• Collected data:
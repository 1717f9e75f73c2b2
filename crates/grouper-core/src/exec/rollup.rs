//! Module: exec::rollup
//! Responsibility: per-level accumulator dimensions for GROUP BY and ROLLUP.
//! Does not own: key-change detection or predicate evaluation (see `driver`).
//! Boundary: the driver reports the first differing key position; this
//! module decides which levels close and finalizes them innermost outward.

use crate::{
    error::InternalError,
    exec::{
        aggregate::{AccumulatorSet, AggregateSpec},
        row::Row,
    },
    value::Value,
};
use std::{mem, ops::BitOr};

///
/// DimensionFlags
///
/// Grouping role of one dimension. CUBE is representable for plan
/// round-tripping but never executed.
///

#[derive(Clone, Copy, Debug, Default, Eq, PartialEq)]
pub struct DimensionFlags(u8);

impl DimensionFlags {
    pub const GROUP_BY: Self = Self(0b001);
    pub const ROLLUP: Self = Self(0b010);
    pub const CUBE: Self = Self(0b100);

    #[must_use]
    pub const fn contains(self, other: Self) -> bool {
        self.0 & other.0 == other.0
    }

    #[must_use]
    pub const fn bits(self) -> u8 {
        self.0
    }
}

impl BitOr for DimensionFlags {
    type Output = Self;

    fn bitor(self, rhs: Self) -> Self {
        Self(self.0 | rhs.0)
    }
}

///
/// GroupByDimension
///
/// Accumulators for one ROLLUP level. Level 0 holds the full key; level `i`
/// aggregates over the key truncated to its first `nkeys - i` columns.
///

#[derive(Clone, Debug)]
pub struct GroupByDimension {
    pub flags: DimensionFlags,
    accumulators: AccumulatorSet,
    row_count: u64,
    started: bool,
}

impl GroupByDimension {
    fn new(flags: DimensionFlags, specs: &[AggregateSpec]) -> Self {
        Self {
            flags,
            accumulators: AccumulatorSet::new(specs),
            row_count: 0,
            started: false,
        }
    }

    #[must_use]
    pub const fn row_count(&self) -> u64 {
        self.row_count
    }

    #[must_use]
    pub const fn is_started(&self) -> bool {
        self.started
    }
}

///
/// FinalizedDimension
///

#[derive(Clone, Debug, PartialEq)]
pub(crate) struct FinalizedDimension {
    pub(crate) level: usize,
    pub(crate) prefix_len: usize,
    pub(crate) aggregates: Vec<Value>,
}

///
/// RollupFinalizer
///
/// Owns the `1 + (rollup ? nkeys : 0)` dimensions of one invocation,
/// allocated once and reset in place at each group start.
///

#[derive(Debug)]
pub(crate) struct RollupFinalizer<'s> {
    specs: &'s [AggregateSpec],
    dims: Vec<GroupByDimension>,
    nkeys: usize,
}

impl<'s> RollupFinalizer<'s> {
    pub(crate) fn new(specs: &'s [AggregateSpec], nkeys: usize, rollup: bool) -> Self {
        let base = if rollup {
            DimensionFlags::GROUP_BY | DimensionFlags::ROLLUP
        } else {
            DimensionFlags::GROUP_BY
        };
        let levels = if rollup { nkeys } else { 0 };

        let mut dims = Vec::with_capacity(1 + levels);
        dims.push(GroupByDimension::new(base, specs));
        dims.extend((0..levels).map(|_| GroupByDimension::new(DimensionFlags::ROLLUP, specs)));

        Self { specs, dims, nkeys }
    }

    #[cfg(test)]
    pub(crate) fn dimensions(&self) -> &[GroupByDimension] {
        &self.dims
    }

    /// Open dimension `idx` for a new (super)group.
    pub(crate) fn start(&mut self, idx: usize) -> Result<(), InternalError> {
        self.dim_mut(idx)?.started = true;

        Ok(())
    }

    /// Open every dimension that is not already collecting a group.
    pub(crate) fn start_idle(&mut self) -> Result<(), InternalError> {
        let idle: Vec<usize> = (0..self.dims.len())
            .filter(|&idx| !self.dims[idx].started)
            .collect();
        for idx in idle {
            self.start(idx)?;
        }

        Ok(())
    }

    /// Fold one direct row into every open dimension.
    pub(crate) fn accumulate(&mut self, row: &Row) -> Result<(), InternalError> {
        let specs = self.specs;
        for dim in self.dims.iter_mut().filter(|dim| dim.started) {
            dim.accumulators.accumulate(specs, row)?;
            dim.row_count = dim.row_count.saturating_add(1);
        }

        Ok(())
    }

    /// Load a reconciled partial group: merged into every open ancestor and
    /// moved into dimension 0.
    pub(crate) fn merge_partial(
        &mut self,
        accumulators: AccumulatorSet,
        row_count: u64,
    ) -> Result<(), InternalError> {
        let Some((base, ancestors)) = self.dims.split_first_mut() else {
            return Err(InternalError::rollup_invariant("no dimensions allocated"));
        };

        for dim in ancestors.iter_mut().filter(|dim| dim.started) {
            dim.accumulators.merge(accumulators.clone())?;
            dim.row_count = dim.row_count.saturating_add(row_count);
        }
        base.accumulators.merge(accumulators)?;
        base.row_count = base.row_count.saturating_add(row_count);

        Ok(())
    }

    /// Finalize dimension `idx`, leaving fresh state behind.
    /// Returns `None` when the dimension holds no open group.
    pub(crate) fn finalize(
        &mut self,
        idx: usize,
    ) -> Result<Option<FinalizedDimension>, InternalError> {
        if idx > 0 && self.dim(idx - 1)?.started {
            return Err(InternalError::rollup_invariant(format!(
                "dimension {idx} finalized before dimension {}",
                idx - 1
            )));
        }

        let specs = self.specs;
        let prefix_len = self.nkeys.saturating_sub(idx);
        let dim = self.dim_mut(idx)?;
        if !dim.started {
            return Ok(None);
        }

        let state = mem::replace(&mut dim.accumulators, AccumulatorSet::new(specs));
        dim.started = false;
        dim.row_count = 0;

        Ok(Some(FinalizedDimension {
            level: idx,
            prefix_len,
            aggregates: state.finalize(specs)?,
        }))
    }

    /// Discard dimension `idx`'s state without producing a row.
    pub(crate) fn reset(&mut self, idx: usize) -> Result<(), InternalError> {
        let specs = self.specs;
        let dim = self.dim_mut(idx)?;
        dim.accumulators = AccumulatorSet::new(specs);
        dim.row_count = 0;
        dim.started = false;

        Ok(())
    }

    /// Close the levels whose key prefix changed at `diff_pos`: dimension 0
    /// plus every ancestor `i` with `nkeys - i > diff_pos`, innermost first.
    pub(crate) fn finalize_changed(
        &mut self,
        diff_pos: usize,
    ) -> Result<Vec<FinalizedDimension>, InternalError> {
        let closing = self.nkeys.saturating_sub(diff_pos).clamp(1, self.dims.len());
        self.finalize_levels(closing)
    }

    /// Close every level, including the grand total.
    pub(crate) fn finalize_all(&mut self) -> Result<Vec<FinalizedDimension>, InternalError> {
        self.finalize_levels(self.dims.len())
    }

    fn finalize_levels(&mut self, count: usize) -> Result<Vec<FinalizedDimension>, InternalError> {
        let mut out = Vec::with_capacity(count);
        for idx in 0..count {
            if let Some(done) = self.finalize(idx)? {
                out.push(done);
            }
            self.reset(idx)?;
        }

        Ok(out)
    }

    fn dim(&self, idx: usize) -> Result<&GroupByDimension, InternalError> {
        self.dims.get(idx).ok_or_else(|| out_of_range(idx, self.dims.len()))
    }

    fn dim_mut(&mut self, idx: usize) -> Result<&mut GroupByDimension, InternalError> {
        let len = self.dims.len();
        self.dims.get_mut(idx).ok_or_else(|| out_of_range(idx, len))
    }
}

fn out_of_range(idx: usize, len: usize) -> InternalError {
    InternalError::rollup_invariant(format!(
        "dimension {idx} out of range for {len} dimensions"
    ))
}

///
/// TESTS
///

• Exercise objective:
Find the word "None" in the data and copy out each line where it turns up.

• Expected answer:
    /// Returns `None` when the dimension holds no open group.
            return Ok(None);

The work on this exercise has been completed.